Choose ElevenLabs Conversational AI if:

  • Voice quality, emotional expression, and naturalness are your #1 priority
  • You need custom voice cloning for branding or personalization
  • You want to pair world-class voices with your preferred LLM
  • You’re building voice-first products where audio fidelity drives the user experience
  • You want an affordable, mature platform with extensive documentation

Final Verdict

There’s no single “best” real-time AI voice model — it depends entirely on what you’re building.

For raw intelligence and agent complexity, GPT-Realtime-2 is the clear winner. No other model combines this level of reasoning with real-time voice, and the adjustable intensity levels make it remarkably cost-efficient for mixed workloads.

For conversational naturalness, TML-Interaction-Small is in a league of its own. Its FD-bench score and proactive speaking capabilities make it the first model that genuinely feels like talking to a human. If Thinking Machines Lab’s pricing is competitive, this could be the model to beat in 2026.

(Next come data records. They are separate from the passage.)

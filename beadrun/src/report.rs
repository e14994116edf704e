//! End-of-run report shared by the swarm and loop strategies.

use std::fmt;

use crate::core::graph::Graph;
use crate::core::types::{Bead, BeadId, BeadStatus, ExecutionResult};
use crate::exit_codes;

/// Which strategy produced a report.
#[derive(Debug, Clone, Copy, PartialEq, Eq)]
pub enum Strategy {
    Swarm,
    Loop,
    AutoLoop,
}

impl Strategy {
    pub fn as_str(self) -> &'static str {
        match self {
            Strategy::Swarm => "swarm",
            Strategy::Loop => "loop",
            Strategy::AutoLoop => "auto-loop",
        }
    }
}

impl fmt::Display for Strategy {
    fn fmt(&self, f: &mut fmt::Formatter<'_>) -> fmt::Result {
        f.write_str(self.as_str())
    }
}

/// A unit of work that finished and whose result was recorded.
#[derive(Debug, Clone, PartialEq, Eq)]
pub struct Resolution {
    pub bead_id: BeadId,
    pub title: String,
    pub result: ExecutionResult,
}

impl Resolution {
    pub fn is_success(&self) -> bool {
        self.result.is_success()
    }
}

impl fmt::Display for Resolution {
    fn fmt(&self, f: &mut fmt::Formatter<'_>) -> fmt::Result {
        let verdict = if self.is_success() { "completed" } else { "blocked" };
        write!(
            f,
            "{} ({}) {verdict}: {}",
            self.bead_id, self.title, self.result.detail
        )
    }
}

/// Progress notifications emitted while a strategy runs.
#[derive(Debug, Clone, PartialEq, Eq)]
pub enum RunEvent {
    Dispatched { bead_id: BeadId, title: String },
    Resolved(Resolution),
}

/// Why a strategy stopped.
#[derive(Debug, Clone, Copy, PartialEq, Eq)]
pub enum StopReason {
    /// Nothing is ready and no pending bead remains in scope.
    Drained,
    /// Nothing is ready but pending beads remain (unreachable or waiting).
    Stuck,
    /// Graceful cancellation: nothing new was dispatched, in-flight work finished.
    Cancelled,
    /// Hard stop: in-flight beads were abandoned in `in_progress`.
    Interrupted,
    /// The loop operator chose to stop.
    OperatorStopped,
    /// The configured step limit was reached.
    StepLimit,
}

impl StopReason {
    pub fn as_str(self) -> &'static str {
        match self {
            StopReason::Drained => "drained",
            StopReason::Stuck => "stuck",
            StopReason::Cancelled => "cancelled",
            StopReason::Interrupted => "interrupted",
            StopReason::OperatorStopped => "operator-stopped",
            StopReason::StepLimit => "step-limit",
        }
    }

    /// Stops that came from outside the scheduler rather than from the graph.
    pub fn is_requested(self) -> bool {
        matches!(
            self,
            StopReason::Cancelled | StopReason::Interrupted | StopReason::OperatorStopped
        )
    }

    /// `Drained` or `Stuck`, depending on whether pending beads remain.
    pub fn at_exhaustion(graph: &Graph) -> Self {
        if graph.beads().any(|bead| bead.status == BeadStatus::Pending) {
            StopReason::Stuck
        } else {
            StopReason::Drained
        }
    }
}

impl fmt::Display for StopReason {
    fn fmt(&self, f: &mut fmt::Formatter<'_>) -> fmt::Result {
        f.write_str(self.as_str())
    }
}

#[derive(Debug, Clone, PartialEq, Eq)]
pub struct BlockedBead {
    pub id: BeadId,
    pub reason: Option<String>,
}

/// Final state of the scoped beads after a run.
#[derive(Debug, Clone, PartialEq, Eq)]
pub struct RunReport {
    pub strategy: Strategy,
    pub stop: StopReason,
    /// Units dispatched by this invocation.
    pub dispatched: usize,
    pub completed: Vec<BeadId>,
    pub blocked: Vec<BlockedBead>,
    pub unreachable: Vec<BeadId>,
    pub waiting: Vec<BeadId>,
    /// Ready beads this run did not get to (cancellation or step limit).
    pub ready: Vec<BeadId>,
    /// Beads this run started and abandoned on a hard stop.
    pub interrupted: Vec<BeadId>,
    /// Beads already `in_progress` when the run began.
    pub in_progress: Vec<BeadId>,
}

impl RunReport {
    pub fn from_graph(
        strategy: Strategy,
        stop: StopReason,
        dispatched: usize,
        graph: &Graph,
        mut interrupted: Vec<BeadId>,
    ) -> Self {
        interrupted.sort();
        let mut completed = Vec::new();
        let mut blocked = Vec::new();
        let mut in_progress = Vec::new();
        for bead in graph.beads() {
            match bead.status {
                BeadStatus::Completed => completed.push(bead.id.clone()),
                BeadStatus::Blocked => blocked.push(BlockedBead {
                    id: bead.id.clone(),
                    reason: bead.reason.clone(),
                }),
                BeadStatus::InProgress if interrupted.binary_search(&bead.id).is_err() => {
                    in_progress.push(bead.id.clone());
                }
                BeadStatus::InProgress | BeadStatus::Pending => {}
            }
        }

        Self {
            strategy,
            stop,
            dispatched,
            completed,
            blocked,
            unreachable: ids(graph.unreachable()),
            waiting: ids(graph.waiting()),
            ready: ids(graph.ready()),
            interrupted,
            in_progress,
        }
    }

    /// True when every scoped bead ended `completed`.
    pub fn is_complete(&self) -> bool {
        self.blocked.is_empty()
            && self.unreachable.is_empty()
            && self.waiting.is_empty()
            && self.ready.is_empty()
            && self.interrupted.is_empty()
            && self.in_progress.is_empty()
    }

    pub fn exit_code(&self) -> i32 {
        if self.stop.is_requested() {
            exit_codes::CANCELLED
        } else if self.is_complete() {
            exit_codes::OK
        } else {
            exit_codes::INCOMPLETE
        }
    }

    /// Human-readable summary, one line per non-empty category plus a totals line.
    pub fn render_lines(&self) -> Vec<String> {
        let mut lines = vec![format!(
            "{}: stopped ({}), dispatched {}",
            self.strategy, self.stop, self.dispatched
        )];
        push_list(&mut lines, "completed", &self.completed);
        if !self.blocked.is_empty() {
            lines.push("blocked:".to_string());
            for bead in &self.blocked {
                lines.push(format!(
                    "  {}: {}",
                    bead.id,
                    bead.reason.as_deref().unwrap_or("no reason recorded")
                ));
            }
        }
        push_list(&mut lines, "unreachable", &self.unreachable);
        push_list(&mut lines, "waiting", &self.waiting);
        push_list(&mut lines, "ready", &self.ready);
        push_list(&mut lines, "interrupted", &self.interrupted);
        push_list(&mut lines, "in_progress", &self.in_progress);
        lines.push(format!(
            "summary: completed={} blocked={} unreachable={} waiting={} ready={} interrupted={}",
            self.completed.len(),
            self.blocked.len(),
            self.unreachable.len(),
            self.waiting.len(),
            self.ready.len(),
            self.interrupted.len(),
        ));
        lines
    }
}

fn ids(beads: Vec<&Bead>) -> Vec<BeadId> {
    beads.into_iter().map(|bead| bead.id.clone()).collect()
}

fn push_list(lines: &mut Vec<String>, label: &str, ids: &[BeadId]) {
    if !ids.is_empty() {
        lines.push(format!("{label}: {}", ids.join(", ")));
    }
}

#[cfg(test)]
mod tests {
    use super::*;
    use crate::test_support::{bead, bead_with_deps, with_status};

    #[test]
    fn failed_root_reports_blocked_with_reason_and_unreachable_dependent() {
        let mut a = with_status(bead("A", 0), BeadStatus::Blocked);
        a.reason = Some("exit 1: boom".to_string());
        let graph = Graph::build(vec![a, bead_with_deps("B", 0, &["A"])]).expect("graph");

        let report = RunReport::from_graph(
            Strategy::Swarm,
            StopReason::at_exhaustion(&graph),
            1,
            &graph,
            Vec::new(),
        );
        assert_eq!(report.stop, StopReason::Stuck);
        assert!(report.completed.is_empty());
        assert_eq!(
            report.blocked,
            vec![BlockedBead {
                id: "A".to_string(),
                reason: Some("exit 1: boom".to_string()),
            }]
        );
        assert_eq!(report.unreachable, vec!["B".to_string()]);
        assert_eq!(report.exit_code(), exit_codes::INCOMPLETE);

        let lines = report.render_lines();
        assert!(lines.contains(&"  A: exit 1: boom".to_string()));
        assert_eq!(
            lines.last().map(String::as_str),
            Some("summary: completed=0 blocked=1 unreachable=1 waiting=0 ready=0 interrupted=0")
        );
    }

    #[test]
    fn all_completed_is_drained_and_ok() {
        let graph = Graph::build(vec![
            with_status(bead("a", 0), BeadStatus::Completed),
            with_status(bead("b", 0), BeadStatus::Completed),
        ])
        .expect("graph");
        let report = RunReport::from_graph(
            Strategy::AutoLoop,
            StopReason::at_exhaustion(&graph),
            2,
            &graph,
            Vec::new(),
        );
        assert_eq!(report.stop, StopReason::Drained);
        assert!(report.is_complete());
        assert_eq!(report.exit_code(), exit_codes::OK);
    }

    #[test]
    fn interrupted_beads_are_split_from_preexisting_in_progress() {
        let graph = Graph::build(vec![
            with_status(bead("a", 0), BeadStatus::InProgress),
            with_status(bead("b", 0), BeadStatus::InProgress),
        ])
        .expect("graph");
        let report = RunReport::from_graph(
            Strategy::Swarm,
            StopReason::Interrupted,
            1,
            &graph,
            vec!["b".to_string()],
        );
        assert_eq!(report.interrupted, vec!["b".to_string()]);
        assert_eq!(report.in_progress, vec!["a".to_string()]);
        assert_eq!(report.exit_code(), exit_codes::CANCELLED);
    }
}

For practical accessibility and multimodal use cases, Gemini 3.1 Flash Live offers unmatched value. The free tier, 200+ languages, WebRTC support, and SynthID compliance make it the safest bet for enterprises and developers who need to ship fast without breaking the bank.

For voice quality and customization, ElevenLabs remains untouchable. Their voice cloning and emotional range are years ahead of the competition, and the flexible backend approach means you’re never locked into one intelligence provider.

The best strategy? Many teams are already combining these tools — using ElevenLabs for voice output with GPT-Realtime-2 or Gemini for reasoning, while keeping an eye on TML-Interaction-Small as the conversation-quality benchmark. In May 2026, the real-time AI voice space isn’t just competitive — it’s thriving. And for developers and users alike, that’s excellent news.